++++ ENTRIES SUPPLIED ++++
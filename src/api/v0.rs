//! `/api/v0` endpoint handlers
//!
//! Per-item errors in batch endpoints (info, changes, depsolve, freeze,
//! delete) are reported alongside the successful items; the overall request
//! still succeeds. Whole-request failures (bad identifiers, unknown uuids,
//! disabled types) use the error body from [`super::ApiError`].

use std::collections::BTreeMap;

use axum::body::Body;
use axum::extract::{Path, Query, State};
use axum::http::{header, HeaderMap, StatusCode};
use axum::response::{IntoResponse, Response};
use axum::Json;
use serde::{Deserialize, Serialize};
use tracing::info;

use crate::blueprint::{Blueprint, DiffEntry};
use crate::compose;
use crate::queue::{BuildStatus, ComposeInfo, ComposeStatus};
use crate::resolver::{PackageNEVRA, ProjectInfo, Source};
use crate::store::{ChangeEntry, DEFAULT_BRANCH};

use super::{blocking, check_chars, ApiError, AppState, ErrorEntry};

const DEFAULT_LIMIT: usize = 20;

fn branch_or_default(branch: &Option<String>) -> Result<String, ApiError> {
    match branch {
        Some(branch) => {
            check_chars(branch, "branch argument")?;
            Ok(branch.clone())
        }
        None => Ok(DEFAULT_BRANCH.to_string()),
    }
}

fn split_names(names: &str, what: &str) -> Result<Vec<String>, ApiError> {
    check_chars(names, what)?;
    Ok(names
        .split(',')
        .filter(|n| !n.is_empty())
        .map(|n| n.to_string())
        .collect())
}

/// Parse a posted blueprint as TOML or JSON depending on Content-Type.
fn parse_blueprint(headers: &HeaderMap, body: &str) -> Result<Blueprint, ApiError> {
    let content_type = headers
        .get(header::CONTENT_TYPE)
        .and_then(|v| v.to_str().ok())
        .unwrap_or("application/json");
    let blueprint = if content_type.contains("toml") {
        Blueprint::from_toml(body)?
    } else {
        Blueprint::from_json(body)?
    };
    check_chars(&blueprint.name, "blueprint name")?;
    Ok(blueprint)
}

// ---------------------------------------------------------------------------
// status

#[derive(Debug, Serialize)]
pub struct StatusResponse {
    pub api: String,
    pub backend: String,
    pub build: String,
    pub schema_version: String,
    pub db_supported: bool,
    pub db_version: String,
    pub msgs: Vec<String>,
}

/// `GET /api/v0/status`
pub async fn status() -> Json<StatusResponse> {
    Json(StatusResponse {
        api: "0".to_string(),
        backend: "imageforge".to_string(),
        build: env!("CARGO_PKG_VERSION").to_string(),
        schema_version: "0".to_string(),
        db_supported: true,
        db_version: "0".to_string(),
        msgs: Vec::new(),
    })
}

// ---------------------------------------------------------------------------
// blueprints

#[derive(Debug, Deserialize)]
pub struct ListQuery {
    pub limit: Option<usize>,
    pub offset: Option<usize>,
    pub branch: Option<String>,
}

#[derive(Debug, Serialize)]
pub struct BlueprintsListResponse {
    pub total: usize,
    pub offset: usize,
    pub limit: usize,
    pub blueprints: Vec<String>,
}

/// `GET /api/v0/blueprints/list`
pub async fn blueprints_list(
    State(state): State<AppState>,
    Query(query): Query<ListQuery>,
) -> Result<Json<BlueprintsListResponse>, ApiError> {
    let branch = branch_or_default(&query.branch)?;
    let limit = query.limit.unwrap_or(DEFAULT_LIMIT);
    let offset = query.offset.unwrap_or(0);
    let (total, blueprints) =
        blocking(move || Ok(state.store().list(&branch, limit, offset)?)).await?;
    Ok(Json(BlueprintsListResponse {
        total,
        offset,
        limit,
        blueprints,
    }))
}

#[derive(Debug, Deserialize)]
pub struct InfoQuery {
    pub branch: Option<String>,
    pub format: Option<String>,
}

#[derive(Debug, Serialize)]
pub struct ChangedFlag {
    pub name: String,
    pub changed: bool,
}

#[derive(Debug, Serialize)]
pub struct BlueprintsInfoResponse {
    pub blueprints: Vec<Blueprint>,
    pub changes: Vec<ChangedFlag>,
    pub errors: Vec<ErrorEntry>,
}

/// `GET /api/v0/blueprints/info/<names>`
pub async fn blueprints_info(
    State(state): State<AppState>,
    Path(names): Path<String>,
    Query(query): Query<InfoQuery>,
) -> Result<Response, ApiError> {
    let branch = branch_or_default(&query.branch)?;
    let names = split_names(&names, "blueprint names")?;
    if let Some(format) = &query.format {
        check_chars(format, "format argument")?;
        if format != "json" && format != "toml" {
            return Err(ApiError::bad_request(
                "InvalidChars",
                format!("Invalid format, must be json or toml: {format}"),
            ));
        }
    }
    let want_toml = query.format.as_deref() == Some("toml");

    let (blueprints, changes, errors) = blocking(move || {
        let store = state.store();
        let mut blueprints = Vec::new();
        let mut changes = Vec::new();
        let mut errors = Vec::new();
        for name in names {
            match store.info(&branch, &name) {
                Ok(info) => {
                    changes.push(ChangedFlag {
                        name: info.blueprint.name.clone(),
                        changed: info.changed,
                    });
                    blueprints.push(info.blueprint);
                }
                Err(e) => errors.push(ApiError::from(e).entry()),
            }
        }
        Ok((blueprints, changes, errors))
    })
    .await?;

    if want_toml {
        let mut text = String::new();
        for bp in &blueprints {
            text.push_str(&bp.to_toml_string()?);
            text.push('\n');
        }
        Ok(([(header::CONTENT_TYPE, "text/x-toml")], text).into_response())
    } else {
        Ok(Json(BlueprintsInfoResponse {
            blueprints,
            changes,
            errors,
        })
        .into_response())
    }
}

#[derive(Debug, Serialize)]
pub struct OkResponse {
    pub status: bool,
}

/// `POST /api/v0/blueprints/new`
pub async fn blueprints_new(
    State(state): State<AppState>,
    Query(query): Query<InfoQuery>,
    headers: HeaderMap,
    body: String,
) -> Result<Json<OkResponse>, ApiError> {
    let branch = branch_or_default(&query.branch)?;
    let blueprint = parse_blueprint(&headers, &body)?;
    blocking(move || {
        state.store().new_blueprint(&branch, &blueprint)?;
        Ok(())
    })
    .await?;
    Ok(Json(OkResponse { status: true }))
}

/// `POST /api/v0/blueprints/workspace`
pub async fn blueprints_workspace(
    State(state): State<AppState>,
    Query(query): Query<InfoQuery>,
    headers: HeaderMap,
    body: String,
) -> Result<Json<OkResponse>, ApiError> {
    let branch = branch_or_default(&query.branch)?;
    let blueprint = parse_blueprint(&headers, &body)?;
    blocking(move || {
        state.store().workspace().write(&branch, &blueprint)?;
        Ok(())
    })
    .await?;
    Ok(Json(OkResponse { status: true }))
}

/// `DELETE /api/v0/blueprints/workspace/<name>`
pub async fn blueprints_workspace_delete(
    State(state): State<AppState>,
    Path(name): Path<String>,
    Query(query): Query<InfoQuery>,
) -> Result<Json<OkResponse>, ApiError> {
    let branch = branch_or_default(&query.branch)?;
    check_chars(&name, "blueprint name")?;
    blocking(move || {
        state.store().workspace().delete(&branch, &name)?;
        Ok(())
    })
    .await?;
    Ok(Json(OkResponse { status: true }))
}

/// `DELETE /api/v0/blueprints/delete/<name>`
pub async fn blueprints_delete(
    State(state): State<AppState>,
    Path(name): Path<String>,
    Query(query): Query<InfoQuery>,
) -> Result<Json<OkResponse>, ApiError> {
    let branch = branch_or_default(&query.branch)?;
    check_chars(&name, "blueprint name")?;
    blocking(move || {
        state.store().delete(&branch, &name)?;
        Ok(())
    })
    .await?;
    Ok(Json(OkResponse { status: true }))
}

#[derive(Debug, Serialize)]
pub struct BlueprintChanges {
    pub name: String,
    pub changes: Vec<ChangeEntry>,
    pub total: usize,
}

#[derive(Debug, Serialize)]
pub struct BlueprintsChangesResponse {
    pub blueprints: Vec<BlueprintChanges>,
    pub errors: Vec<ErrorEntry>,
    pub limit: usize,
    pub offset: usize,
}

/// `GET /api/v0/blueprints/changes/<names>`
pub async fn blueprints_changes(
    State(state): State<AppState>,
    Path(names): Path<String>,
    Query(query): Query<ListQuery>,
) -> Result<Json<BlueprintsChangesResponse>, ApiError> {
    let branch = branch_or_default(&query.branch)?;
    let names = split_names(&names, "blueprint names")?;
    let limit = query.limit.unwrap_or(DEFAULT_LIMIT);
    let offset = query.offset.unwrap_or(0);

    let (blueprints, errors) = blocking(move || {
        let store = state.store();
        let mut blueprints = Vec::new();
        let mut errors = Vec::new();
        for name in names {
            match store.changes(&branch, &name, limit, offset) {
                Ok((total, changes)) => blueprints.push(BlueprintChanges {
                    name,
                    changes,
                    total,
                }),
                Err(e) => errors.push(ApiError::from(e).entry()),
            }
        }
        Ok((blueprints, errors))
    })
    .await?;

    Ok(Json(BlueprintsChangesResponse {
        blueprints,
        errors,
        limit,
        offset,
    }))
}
++++
++++ ENTRIES SUPPLIED ++++
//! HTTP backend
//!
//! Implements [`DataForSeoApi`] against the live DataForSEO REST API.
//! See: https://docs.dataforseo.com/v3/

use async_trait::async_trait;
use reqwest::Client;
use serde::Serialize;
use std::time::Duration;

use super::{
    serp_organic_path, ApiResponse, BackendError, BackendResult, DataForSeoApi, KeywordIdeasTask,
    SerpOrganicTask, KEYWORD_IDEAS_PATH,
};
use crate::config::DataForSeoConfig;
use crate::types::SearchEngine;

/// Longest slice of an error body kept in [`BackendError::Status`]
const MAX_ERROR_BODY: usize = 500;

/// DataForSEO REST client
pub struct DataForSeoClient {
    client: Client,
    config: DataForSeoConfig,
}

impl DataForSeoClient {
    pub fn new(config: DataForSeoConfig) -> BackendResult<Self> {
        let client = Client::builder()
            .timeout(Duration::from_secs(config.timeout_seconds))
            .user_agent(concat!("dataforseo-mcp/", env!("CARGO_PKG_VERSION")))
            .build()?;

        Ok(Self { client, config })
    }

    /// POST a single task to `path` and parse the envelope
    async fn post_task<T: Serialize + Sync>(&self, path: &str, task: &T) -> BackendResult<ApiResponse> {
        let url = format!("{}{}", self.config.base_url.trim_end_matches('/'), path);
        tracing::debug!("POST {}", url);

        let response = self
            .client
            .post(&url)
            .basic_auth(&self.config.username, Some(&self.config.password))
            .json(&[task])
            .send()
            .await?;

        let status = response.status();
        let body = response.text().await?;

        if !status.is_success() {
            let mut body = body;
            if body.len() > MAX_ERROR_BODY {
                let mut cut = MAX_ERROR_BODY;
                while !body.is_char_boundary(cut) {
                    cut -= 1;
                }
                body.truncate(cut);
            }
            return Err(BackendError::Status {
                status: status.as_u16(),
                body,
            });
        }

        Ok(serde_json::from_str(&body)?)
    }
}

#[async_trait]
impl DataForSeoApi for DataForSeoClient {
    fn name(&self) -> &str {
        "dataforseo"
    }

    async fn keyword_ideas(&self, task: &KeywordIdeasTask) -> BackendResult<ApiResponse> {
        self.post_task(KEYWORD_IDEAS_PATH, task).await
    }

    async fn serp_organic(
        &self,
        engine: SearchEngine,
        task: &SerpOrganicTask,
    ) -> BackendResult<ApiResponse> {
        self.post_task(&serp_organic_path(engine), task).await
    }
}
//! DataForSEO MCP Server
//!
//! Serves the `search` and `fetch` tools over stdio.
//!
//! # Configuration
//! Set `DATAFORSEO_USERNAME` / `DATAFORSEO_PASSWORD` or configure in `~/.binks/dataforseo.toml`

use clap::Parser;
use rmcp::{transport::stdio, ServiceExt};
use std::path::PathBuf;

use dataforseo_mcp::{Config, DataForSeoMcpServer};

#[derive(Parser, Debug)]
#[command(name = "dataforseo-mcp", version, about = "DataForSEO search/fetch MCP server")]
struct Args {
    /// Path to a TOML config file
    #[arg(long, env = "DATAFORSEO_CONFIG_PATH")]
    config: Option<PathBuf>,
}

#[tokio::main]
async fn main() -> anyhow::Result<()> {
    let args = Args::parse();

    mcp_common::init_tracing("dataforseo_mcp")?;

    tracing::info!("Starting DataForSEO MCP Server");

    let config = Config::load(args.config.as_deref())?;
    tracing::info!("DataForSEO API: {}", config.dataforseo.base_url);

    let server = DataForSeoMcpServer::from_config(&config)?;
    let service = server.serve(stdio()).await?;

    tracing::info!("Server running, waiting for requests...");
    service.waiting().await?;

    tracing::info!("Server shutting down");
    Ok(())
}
++++
YOUR GOAL
Taking the entries above, print exactly the lines starting at the line with "pub struct DataForSeoClient" and ending at the line with "let client = Client::builder()", both included.

ANSWER BOX
pub struct DataForSeoClient {
    client: Client,
    config: DataForSeoConfig,
}

impl DataForSeoClient {
    pub fn new(config: DataForSeoConfig) -> BackendResult<Self> {
        let client = Client::builder()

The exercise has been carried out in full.